▶ _Task objective_:
An exact transcription is needed, starting with the line that contains "let started_at = Utc::now();" and ending with the last line of the records.

▶ _Source information_:
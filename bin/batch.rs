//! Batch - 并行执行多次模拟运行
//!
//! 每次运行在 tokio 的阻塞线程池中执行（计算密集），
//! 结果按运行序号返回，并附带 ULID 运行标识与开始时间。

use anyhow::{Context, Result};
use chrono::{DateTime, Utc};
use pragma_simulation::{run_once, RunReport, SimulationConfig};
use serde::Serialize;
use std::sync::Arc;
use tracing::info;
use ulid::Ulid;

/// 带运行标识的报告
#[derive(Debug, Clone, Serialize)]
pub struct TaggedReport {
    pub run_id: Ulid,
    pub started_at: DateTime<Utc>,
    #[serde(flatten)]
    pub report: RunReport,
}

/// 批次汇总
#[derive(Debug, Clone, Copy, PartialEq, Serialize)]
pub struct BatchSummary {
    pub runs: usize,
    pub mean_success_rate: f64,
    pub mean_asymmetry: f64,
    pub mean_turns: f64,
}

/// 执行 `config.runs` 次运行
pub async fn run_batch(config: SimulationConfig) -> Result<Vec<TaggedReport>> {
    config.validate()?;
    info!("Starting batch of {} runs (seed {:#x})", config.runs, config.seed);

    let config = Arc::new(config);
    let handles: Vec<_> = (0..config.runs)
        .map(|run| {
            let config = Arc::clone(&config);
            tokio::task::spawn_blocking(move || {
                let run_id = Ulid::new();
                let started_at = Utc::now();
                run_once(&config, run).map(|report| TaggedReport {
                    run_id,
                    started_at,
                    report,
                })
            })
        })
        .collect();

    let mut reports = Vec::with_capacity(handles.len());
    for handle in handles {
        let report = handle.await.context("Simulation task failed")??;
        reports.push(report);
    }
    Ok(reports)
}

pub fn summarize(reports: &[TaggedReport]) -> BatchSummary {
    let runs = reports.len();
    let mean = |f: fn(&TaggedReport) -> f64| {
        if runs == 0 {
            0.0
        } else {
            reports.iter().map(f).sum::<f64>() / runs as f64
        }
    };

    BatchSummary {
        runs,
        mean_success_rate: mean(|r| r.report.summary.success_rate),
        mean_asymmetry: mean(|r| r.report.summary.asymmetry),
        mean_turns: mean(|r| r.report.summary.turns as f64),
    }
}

▶ _Exercise response_:
                let started_at = Utc::now();
                run_once(&config, run).map(|report| TaggedReport {
                    run_id,
                    started_at,
                    report,
                })
            })
        })
        .collect();

    let mut reports = Vec::with_capacity(handles.len());
    for handle in handles {
        let report = handle.await.context("Simulation task failed")??;
        reports.push(report);
    }
    Ok(reports)
}

pub fn summarize(reports: &[TaggedReport]) -> BatchSummary {
    let runs = reports.len();
    let mean = |f: fn(&TaggedReport) -> f64| {
        if runs == 0 {
            0.0
        } else {
            reports.iter().map(f).sum::<f64>() / runs as f64
        }
    };

    BatchSummary {
        runs,
        mean_success_rate: mean(|r| r.report.summary.success_rate),
        mean_asymmetry: mean(|r| r.report.summary.asymmetry),
        mean_turns: mean(|r| r.report.summary.turns as f64),
    }
}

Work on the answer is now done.